I’ve been tracking my progressed moon since 2012, when I started officially studying astrology at the LSA. I wanted to check and see for myself how each shift from houses or signs would be reflected in my life.
Recently my progressed moon has moved from Capricorn into Aquarius, forming a square to my natal Pluto in Scorpio. I went from to do lists and working full time plus studying, (basically from being ultra busy), to freeing myself and spending a lot of time with an aquarian friend who also happens to have his natal moon conjunct Pluto.
Interestingly, with the progressed moon making that square to my natal Pluto I’ve observed how entertainment has been taking a darker tone for me… I have been reading ‘The dark of the soul’ written by Liz Greene on psychopathology in the horoscope and I just finished watching a tv series called ‘The Act’ with Patricia Arquette.
The series is based on real facts about this girl who was raised by a mother who suffered from ‘Munchausen syndrome by proxy’, also known as ‘Factitious disorder imposed on another’, according to wikipedia a ‘condition where a caregiver creates the appearance of health problems in another person, typically their child’ in order to get attention and sympathy from others.

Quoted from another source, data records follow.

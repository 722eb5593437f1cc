use async_trait::async_trait;
use sea_orm::sea_query::OnConflict;
use sea_orm::{ColumnTrait, EntityTrait, QueryFilter, QueryOrder, QuerySelect};
use uuid::Uuid;

use pixgram_core::domain::{FollowSide, FollowerConnection, Page, PageRequest};
use pixgram_core::error::RepoError;
use pixgram_core::ports::FollowRepository;

use crate::database::base::{SeaOrmRepository, fetch_page, map_db_err};
use crate::database::entity::follower_connection::{self, Entity as FollowEntity};

/// SQL repository for follower edges.
pub type SqlFollowRepository = SeaOrmRepository<FollowEntity>;

#[async_trait]
impl FollowRepository for SqlFollowRepository {
    async fn follow(
        &self,
        edge: FollowerConnection,
    ) -> Result<(FollowerConnection, bool), RepoError> {
        let (follower_id, following_id) = (edge.follower_id, edge.following_id);

        let inserted = FollowEntity::insert(follower_connection::ActiveModel::from(edge.clone()))
            .on_conflict(
                OnConflict::columns([
                    follower_connection::Column::FollowerId,
                    follower_connection::Column::FollowingId,
                ])
                .do_nothing()
                .to_owned(),
            )
            .exec_without_returning(&self.db)
            .await
            .map_err(map_db_err)?;

        if inserted > 0 {
            tracing::info!(%follower_id, %following_id, "Follower edge created");
            return Ok((edge, true));
        }

        let existing = FollowEntity::find()
            .filter(follower_connection::Column::FollowerId.eq(follower_id))
            .filter(follower_connection::Column::FollowingId.eq(following_id))
            .one(&self.db)
            .await
            .map_err(map_db_err)?
            .ok_or(RepoError::NotFound)?;

        Ok((existing.into(), false))
    }

    async fn unfollow(&self, follower_id: Uuid, following_id: Uuid) -> Result<bool, RepoError> {
        let result = FollowEntity::delete_many()
            .filter(follower_connection::Column::FollowerId.eq(follower_id))
            .filter(follower_connection::Column::FollowingId.eq(following_id))
            .exec(&self.db)
            .await
            .map_err(map_db_err)?;

        Ok(result.rows_affected > 0)
    }

    async fn following_ids(&self, account_id: Uuid) -> Result<Vec<Uuid>, RepoError> {
        FollowEntity::find()
            .select_only()
            .column(follower_connection::Column::FollowingId)
            .filter(follower_connection::Column::FollowerId.eq(account_id))
            .into_tuple::<Uuid>()
            .all(&self.db)
            .await
            .map_err(map_db_err)
    }

    async fn edges(
        &self,
        account_id: Uuid,
        side: FollowSide,
        page: PageRequest,
    ) -> Result<Page<FollowerConnection>, RepoError> {
        let subject = match side {
            FollowSide::Followers => follower_connection::Column::FollowingId,
            FollowSide::Following => follower_connection::Column::FollowerId,
        };

        let select = FollowEntity::find()
            .filter(subject.eq(account_id))
            .order_by_desc(follower_connection::Column::CreatedAt)
            .order_by_desc(follower_connection::Column::Id);
        fetch_page(&self.db, select, page).await
    }
}
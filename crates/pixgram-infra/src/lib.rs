//! # Pixgram Infrastructure
//!
//! Concrete implementations of the ports defined in `pixgram-core`:
//! SeaORM repositories, the database-backed session store and Argon2
//! password hashing.
//!
//! ## Feature Flags
//!
//! - `postgres` (default) - PostgreSQL driver
//! - `sqlite` - SQLite driver, used by the test suites
//! - `auth` (default) - Argon2 password hashing

pub mod database;

#[cfg(feature = "auth")]
pub mod auth;

pub use database::{
    DatabaseConfig, SqlAccountRepository, SqlCommentRepository, SqlEngagementRepository,
    SqlFollowRepository, SqlPostRepository, SqlSessionStore, SqlStoryRepository, connect,
};

#[cfg(feature = "auth")]
pub use auth::Argon2PasswordService;
use async_trait::async_trait;
use sea_orm::sea_query::OnConflict;
use sea_orm::{ColumnTrait, EntityTrait, QueryFilter};
use uuid::Uuid;

use pixgram_core::domain::{Like, LikeState, SeenPost};
use pixgram_core::error::RepoError;
use pixgram_core::ports::EngagementRepository;

use crate::database::base::{SeaOrmRepository, map_db_err};
use crate::database::entity::like::{self, Entity as LikeEntity};
use crate::database::entity::seen_post;

/// SQL repository for likes and seen-marks.
///
/// Both tables carry a unique (user_id, post_id) index, so concurrent
/// identical requests cannot leave duplicate rows behind.
pub type SqlEngagementRepository = SeaOrmRepository<LikeEntity>;

#[async_trait]
impl EngagementRepository for SqlEngagementRepository {
    async fn toggle_like(&self, user_id: Uuid, post_id: Uuid) -> Result<LikeState, RepoError> {
        let removed = LikeEntity::delete_many()
            .filter(like::Column::UserId.eq(user_id))
            .filter(like::Column::PostId.eq(post_id))
            .exec(&self.db)
            .await
            .map_err(map_db_err)?;

        if removed.rows_affected > 0 {
            tracing::debug!(%user_id, %post_id, "Like removed");
            return Ok(LikeState::Unliked);
        }

        // A racing request may have inserted the same row meanwhile; either
        // way the pair ends up liked.
        let inserted = LikeEntity::insert(like::ActiveModel::from(Like::new(user_id, post_id)))
            .on_conflict(
                OnConflict::columns([like::Column::UserId, like::Column::PostId])
                    .do_nothing()
                    .to_owned(),
            )
            .exec_without_returning(&self.db)
            .await
            .map_err(map_db_err)?;

        tracing::debug!(%user_id, %post_id, inserted, "Like added");
        Ok(LikeState::Liked)
    }

    async fn mark_seen(&self, user_id: Uuid, post_id: Uuid) -> Result<bool, RepoError> {
        let inserted = seen_post::Entity::insert(seen_post::ActiveModel::from(SeenPost::new(
            user_id, post_id,
        )))
        .on_conflict(
            OnConflict::columns([seen_post::Column::UserId, seen_post::Column::PostId])
                .do_nothing()
                .to_owned(),
        )
        .exec_without_returning(&self.db)
        .await
        .map_err(map_db_err)?;

        Ok(inserted > 0)
    }
}
// src/ruler.rs
//! Tick and label generation for the two ruler scales.
//!
//! Both scales are one walk across the canvas width: each pixel column is
//! mapped to a physical-unit bucket, and a tick is drawn whenever the
//! bucket changes. Major boundaries get a tall labeled tick, minor
//! boundaries a medium one, everything else a short one. The metric scale
//! hangs its ticks from the top edge, the imperial scale grows them up
//! from the bottom edge.

use crate::canvas::Canvas;
use crate::digits::draw_digit;
use crate::panel::{DOT_PITCH_MM, MM_TO_8TH_IN};
use log::trace;

/// Which canvas edge a scale is anchored to.
#[derive(Debug, Clone, Copy, PartialEq, Eq)]
pub enum Edge {
    Top,
    Bottom,
}

/// Parameters for one ruler scale.
#[derive(Debug, Clone)]
pub struct Scale {
    /// Physical units advanced per pixel column.
    pub units_per_px: f64,
    /// Units between tall labeled ticks.
    pub major_step: i64,
    /// Units between medium ticks.
    pub minor_step: i64,
    /// Edge the ticks hang from.
    pub edge: Edge,
}

/// Metric scale: one tick per millimeter, medium every 5mm, labeled every
/// centimeter, along the top edge.
pub const METRIC: Scale = Scale {
    units_per_px: DOT_PITCH_MM,
    major_step: 10,
    minor_step: 5,
    edge: Edge::Top,
};

/// Imperial scale: one tick per 1/8in, medium every half inch, labeled
/// every inch, along the bottom edge.
pub const IMPERIAL: Scale = Scale {
    units_per_px: DOT_PITCH_MM * MM_TO_8TH_IN,
    major_step: 8,
    minor_step: 4,
    edge: Edge::Bottom,
};

/// Horizontal offset of a label's anchor from its tick, roughly centering
/// the 5-wide glyph over the tick column.
const LABEL_X_OFFSET: i64 = -7;

/// Tick lengths in millimeters of vertical extent, converted to pixels at
/// draw time.
const SHORT_TICK_MM: f64 = 1.0;
const MEDIUM_TICK_MM: f64 = 1.6;
const MAJOR_TICK_MM: f64 = 2.0;

/// Draw one scale onto the canvas.
///
/// Starts from a bucket of -1 so that column 0 always draws a boundary
/// tick.
pub fn draw_scale(canvas: &mut Canvas, scale: &Scale) {
    let height = canvas.height() as i64;
    let mut last_length: i64 = -1;

    for x in 0..canvas.width() {
        let length = (x as f64 * scale.units_per_px).floor() as i64;
        if length == last_length {
            continue;
        }

        let mut tick_height = (SHORT_TICK_MM / DOT_PITCH_MM).round() as i64;
        if length % scale.major_step == 0 {
            tick_height = (MAJOR_TICK_MM / DOT_PITCH_MM).round() as i64;
            if length > 0 {
                let label_y = match scale.edge {
                    Edge::Top => tick_height - 5,
                    Edge::Bottom => height - tick_height,
                };
                draw_digit(
                    canvas,
                    x as i64 + LABEL_X_OFFSET,
                    label_y,
                    length / scale.major_step,
                );
            }
        } else if length % scale.minor_step == 0 {
            tick_height = (MEDIUM_TICK_MM / DOT_PITCH_MM).round() as i64;
        }

        trace!("tick at x={x}: bucket {length}, height {tick_height}");
        for ty in 0..tick_height {
            match scale.edge {
                Edge::Top => canvas.set_black(x as i64, ty),
                Edge::Bottom => canvas.set_black(x as i64, height - 1 - ty),
            }
        }

        last_length = length;
    }
}
pub mod config;
pub mod container;
pub mod dump;
pub mod encoder;
pub mod error;
pub mod sections;
pub mod source;
pub mod validate;

pub use config::*;
pub use container::ElfContainer;
pub use dump::*;
pub use error::*;
pub use sections::Section;
pub use source::*;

The girl was confined to a wheel chair and basically forced to pretend that she had a whole myriad of health issues that she did not have. And as she starts growing up, wanting to get a boyfriend and look beautiful etc, problems start arising between her and her super, over the top, protective mother and the girl end up finding a way to assassinate her and break free.
This is such a crazy story, in so many levels, and in my opinion reflective of an extreme manifestation of Moon-Pluto contacts in astrology. I have tried finding their astrological charts to look into the symbolism and compare to the story, but it has proven to be quite difficult with unreliable birthdates etc.
Myth seems to mix up with reality rather often, but this is a case where the devouring mother mythic theme is overwhelmingly powerful.
Liz Greene talks about the conflict between the rational ego and the ‘instinctual energies of the unconscious’ saying that: ‘particular individuals are like safety valves for the pressure that builds up. They are the scapegoats and vessels for what is, in effect, a collective madness.’
I wonder if that is what happened in that story, or if at least there was an element of that.
The importance of developing a strong and healthy ego, capable of mediating unconscious material that seems to well up into consciousness is paramount in the process of becoming an individual. And according to Greene, with more individuals comprising society the less likely that there will be a collective psychosis breaking out like in nazi Germany for example.
This is a very interesting idea, and timely for the current weird political climate. By developing healthy individuality we can contribute with less collective madness.